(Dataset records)
- Opening Delimiter -

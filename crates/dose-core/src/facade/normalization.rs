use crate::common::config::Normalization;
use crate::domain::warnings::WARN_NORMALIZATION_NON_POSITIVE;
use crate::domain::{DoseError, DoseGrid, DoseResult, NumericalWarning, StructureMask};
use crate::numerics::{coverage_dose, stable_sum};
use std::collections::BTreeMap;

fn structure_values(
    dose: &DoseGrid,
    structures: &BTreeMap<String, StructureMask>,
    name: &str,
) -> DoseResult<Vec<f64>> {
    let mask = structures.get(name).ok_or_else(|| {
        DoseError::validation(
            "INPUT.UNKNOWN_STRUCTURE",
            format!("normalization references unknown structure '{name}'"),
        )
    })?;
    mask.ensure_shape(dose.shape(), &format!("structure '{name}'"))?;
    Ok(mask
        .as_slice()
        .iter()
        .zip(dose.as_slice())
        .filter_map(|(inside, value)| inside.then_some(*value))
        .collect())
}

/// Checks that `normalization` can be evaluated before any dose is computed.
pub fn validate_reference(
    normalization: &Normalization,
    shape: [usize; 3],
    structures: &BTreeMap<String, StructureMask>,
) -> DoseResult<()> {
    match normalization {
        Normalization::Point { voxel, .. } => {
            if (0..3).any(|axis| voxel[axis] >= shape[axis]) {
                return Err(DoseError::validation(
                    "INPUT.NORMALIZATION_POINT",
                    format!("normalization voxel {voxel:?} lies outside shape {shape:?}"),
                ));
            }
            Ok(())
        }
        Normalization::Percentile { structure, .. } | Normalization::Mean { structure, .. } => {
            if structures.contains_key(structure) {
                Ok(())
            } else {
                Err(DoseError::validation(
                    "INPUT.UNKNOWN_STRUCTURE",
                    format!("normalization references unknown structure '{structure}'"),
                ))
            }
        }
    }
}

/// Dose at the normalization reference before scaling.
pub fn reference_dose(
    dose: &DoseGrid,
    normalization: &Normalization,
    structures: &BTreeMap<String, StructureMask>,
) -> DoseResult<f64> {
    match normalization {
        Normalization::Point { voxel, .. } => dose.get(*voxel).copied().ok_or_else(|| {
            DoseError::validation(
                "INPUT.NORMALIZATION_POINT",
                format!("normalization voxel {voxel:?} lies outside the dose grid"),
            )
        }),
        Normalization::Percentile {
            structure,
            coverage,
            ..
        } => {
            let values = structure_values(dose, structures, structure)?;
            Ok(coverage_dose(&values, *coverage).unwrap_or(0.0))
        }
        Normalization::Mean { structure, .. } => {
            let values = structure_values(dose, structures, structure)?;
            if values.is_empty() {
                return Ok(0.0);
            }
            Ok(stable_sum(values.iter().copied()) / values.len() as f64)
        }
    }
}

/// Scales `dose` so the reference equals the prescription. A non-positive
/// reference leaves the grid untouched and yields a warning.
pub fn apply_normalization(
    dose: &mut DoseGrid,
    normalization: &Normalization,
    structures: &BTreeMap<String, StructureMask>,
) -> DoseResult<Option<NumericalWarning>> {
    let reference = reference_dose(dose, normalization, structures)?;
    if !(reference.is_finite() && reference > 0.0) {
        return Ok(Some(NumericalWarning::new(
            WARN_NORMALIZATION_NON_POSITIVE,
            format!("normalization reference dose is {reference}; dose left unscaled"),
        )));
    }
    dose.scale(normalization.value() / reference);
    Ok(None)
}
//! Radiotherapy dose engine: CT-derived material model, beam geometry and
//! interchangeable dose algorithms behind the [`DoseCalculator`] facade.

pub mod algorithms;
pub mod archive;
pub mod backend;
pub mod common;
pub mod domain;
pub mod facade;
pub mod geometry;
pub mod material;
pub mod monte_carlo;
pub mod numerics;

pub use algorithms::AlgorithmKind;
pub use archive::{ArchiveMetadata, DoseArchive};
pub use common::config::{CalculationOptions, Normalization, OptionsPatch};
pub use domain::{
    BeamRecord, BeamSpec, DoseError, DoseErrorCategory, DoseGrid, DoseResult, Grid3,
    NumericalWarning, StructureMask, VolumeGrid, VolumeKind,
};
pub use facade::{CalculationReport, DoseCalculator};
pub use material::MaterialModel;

- Closing Delimiter -

● Work item:
Find the word "numerics" in the entries, then copy out every line that has it.

● Solution to this task:
use crate::numerics::{coverage_dose, stable_sum};
pub mod numerics;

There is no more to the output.